For me so far, I feel like I have done well in fundraising. As in I’m getting the word out. I have branched out at church and given letters to people I know but am not super close with. I have mailed out some letters as well. I started selling shirts, which hasn’t gone very well, and have posted a bunch on social media. I have made the first steps in starting to raise money for my trip. Honestly though, as great as it is that I have taken the first steps I have been a little discouraged lately. One of the special events I did was on 11/11/ I posted a few times that day of face book asking for $11 donations on 11/11 for 11n11. I was really excited about this! $11 isn’t a lot so I assumed I would have at least a few people donate. Sadly it has been 12 days since then and no one donated. I keep pulling up my donation page to see if maybe it just took long to post. Not having anyone donate for that made me really discouraged, and I took it kind of personally. When I first started fundraising I felt really good about it. I knew God was going to provide. It’s a little different though when you start fundraising and get “rejected”. When learning how to fundraise everyone talks about strategies to get the word out. Not very many people talk about how to deal with not receiving donations.

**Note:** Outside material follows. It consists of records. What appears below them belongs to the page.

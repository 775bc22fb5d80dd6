//! Trait catalog
//!
//! Read-only table of gene-edit scenarios keyed by id. The catalog is
//! either the built-in set compiled into the binary or one loaded from a
//! lab configuration file; either way it is frozen before a session
//! starts and never mutated by the controller.

mod builtin;
pub mod mechanism;

use std::fmt;

use indexmap::IndexMap;
use serde::{Deserialize, Serialize};

pub use builtin::builtin_catalog;
pub use mechanism::{AnimationPhase, MECHANISM_STEPS, MechanismStep};

// ============================================================================
// Types
// ============================================================================

/// How hard an edit is to carry out in the lab.
#[derive(Debug, Clone, Copy, PartialEq, Eq, Serialize, Deserialize)]
#[serde(rename_all = "snake_case")]
pub enum Difficulty {
    /// Single-site edit in a tractable organism.
    Easy,
    /// Single insertion with a well-characterised target.
    Medium,
    /// Pathway-level change with known side effects.
    Hard,
    /// Multi-gene cluster insertion.
    Expert,
}

impl fmt::Display for Difficulty {
    fn fmt(&self, f: &mut fmt::Formatter<'_>) -> fmt::Result {
        let label = match self {
            Self::Easy => "Easy",
            Self::Medium => "Medium",
            Self::Hard => "Hard",
            Self::Expert => "Expert",
        };
        f.pad(label)
    }
}

/// Predicted metrics for one edit, each a percentage in `0..=100`.
#[derive(Debug, Clone, Copy, PartialEq, Eq, Default, Serialize, Deserialize)]
pub struct Metrics {
    /// Predicted likelihood that the edit takes.
    pub success_rate: u8,
    /// Predicted likelihood of cutting an unintended site.
    pub off_target_risk: u8,
    /// Predicted rate of unintended mutations at the cut site.
    pub mutation_rate: u8,
}

/// One catalog entry describing a simulated gene-edit scenario.
#[derive(Debug, Clone, PartialEq, Eq, Serialize, Deserialize)]
pub struct Trait {
    /// Display name
    pub name: String,
    /// Host organism
    pub organism: String,
    /// One-line summary of the edit
    pub description: String,
    /// Gene or construct being targeted
    pub target_gene: String,
    /// Molecular mechanism of the change
    pub mechanism: String,
    /// Lab difficulty
    pub difficulty: Difficulty,
    /// Predicted success and risk figures
    #[serde(flatten)]
    pub metrics: Metrics,
    /// Expected phenotype after the edit
    pub phenotype: String,
    /// Benefits, in display order
    #[serde(default)]
    pub benefits: Vec<String>,
    /// Risks, in display order
    #[serde(default)]
    pub risks: Vec<String>,
    /// Sequence before the edit
    pub dna_original: String,
    /// Sequence after the edit, with a `[LABEL]` insertion marker
    pub dna_edited: String,
    /// Before/after summary of the functional change
    pub function_change: String,
}

impl Trait {
    /// Returns the label inside the `[...]` insertion marker of the edited
    /// sequence, if there is one.
    #[must_use]
    pub fn insertion_label(&self) -> Option<&str> {
        let start = self.dna_edited.find('[')?;
        let end = self.dna_edited[start..].find(']')? + start;
        let label = &self.dna_edited[start + 1..end];
        (!label.is_empty()).then_some(label)
    }
}

// ============================================================================
// Catalog
// ============================================================================

/// Ordered, read-only mapping from trait id to [`Trait`].
#[derive(Debug, Clone, PartialEq, Eq, Default, Serialize, Deserialize)]
#[serde(transparent)]
pub struct TraitCatalog {
    traits: IndexMap<String, Trait>,
}

impl TraitCatalog {
    /// Builds a catalog from `(id, trait)` pairs, keeping their order.
    ///
    /// Later duplicates replace earlier entries in place.
    #[must_use]
    pub fn new(entries: impl IntoIterator<Item = (String, Trait)>) -> Self {
        Self {
            traits: entries.into_iter().collect(),
        }
    }

    /// Looks up a trait by exact id.
    #[must_use]
    pub fn get(&self, id: &str) -> Option<&Trait> {
        self.traits.get(id)
    }

    /// Returns `true` if the id is in the catalog.
    #[must_use]
    pub fn contains(&self, id: &str) -> bool {
        self.traits.contains_key(id)
    }

    /// Iterates entries in catalog order.
    pub fn iter(&self) -> impl Iterator<Item = (&str, &Trait)> {
        self.traits.iter().map(|(id, t)| (id.as_str(), t))
    }

    /// Returns all ids in catalog order.
    #[must_use]
    pub fn ids(&self) -> Vec<&str> {
        self.traits.keys().map(String::as_str).collect()
    }

    /// Number of traits.
    #[must_use]
    pub fn len(&self) -> usize {
        self.traits.len()
    }

    /// Returns `true` if the catalog has no traits.
    #[must_use]
    pub fn is_empty(&self) -> bool {
        self.traits.is_empty()
    }

    /// Suggests the closest id for typo correction.
    ///
    /// Returns the closest match if its Damerau-Levenshtein distance is ≤ 3.
    #[must_use]
    pub fn suggest(&self, input: &str) -> Option<String> {
        self.traits
            .keys()
            .map(|id| (id, strsim::damerau_levenshtein(input, id)))
            .filter(|(_, dist)| *dist <= 3)
            .min_by_key(|(_, dist)| *dist)
            .map(|(id, _)| id.clone())
    }
}

// ============================================================================
// Tests
// ============================================================================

Well, that being said, at church they are going over a series called Expect. Every messages hits home for me. The pastor has been talking about reaping what we have sown. They have talked a lot about having faith. That God wants to bless us! He wants us to take a step and expect for his blessing.
Matthew 17:20 “You don’t have enough faith,” Jesus told them. “I tell you the truth, if you had faith even as small as a mustard seed, you could say to this mountain, ‘Move from here to there,’ and it would move. Nothing would be impossible.” This is one of the verses the pastor spoke about yesterday. All we need is to have the size of a mustard seed.
To me this was kind of ironic because the other day I found an old necklace I got as a birthday gift when I was in early grade school. The necklace is a mustard seed! It is a small glass ball with a mustard seed inside. It has a very small gold plate with the mustard seed verse on it. Clearly God is trying to tell me something!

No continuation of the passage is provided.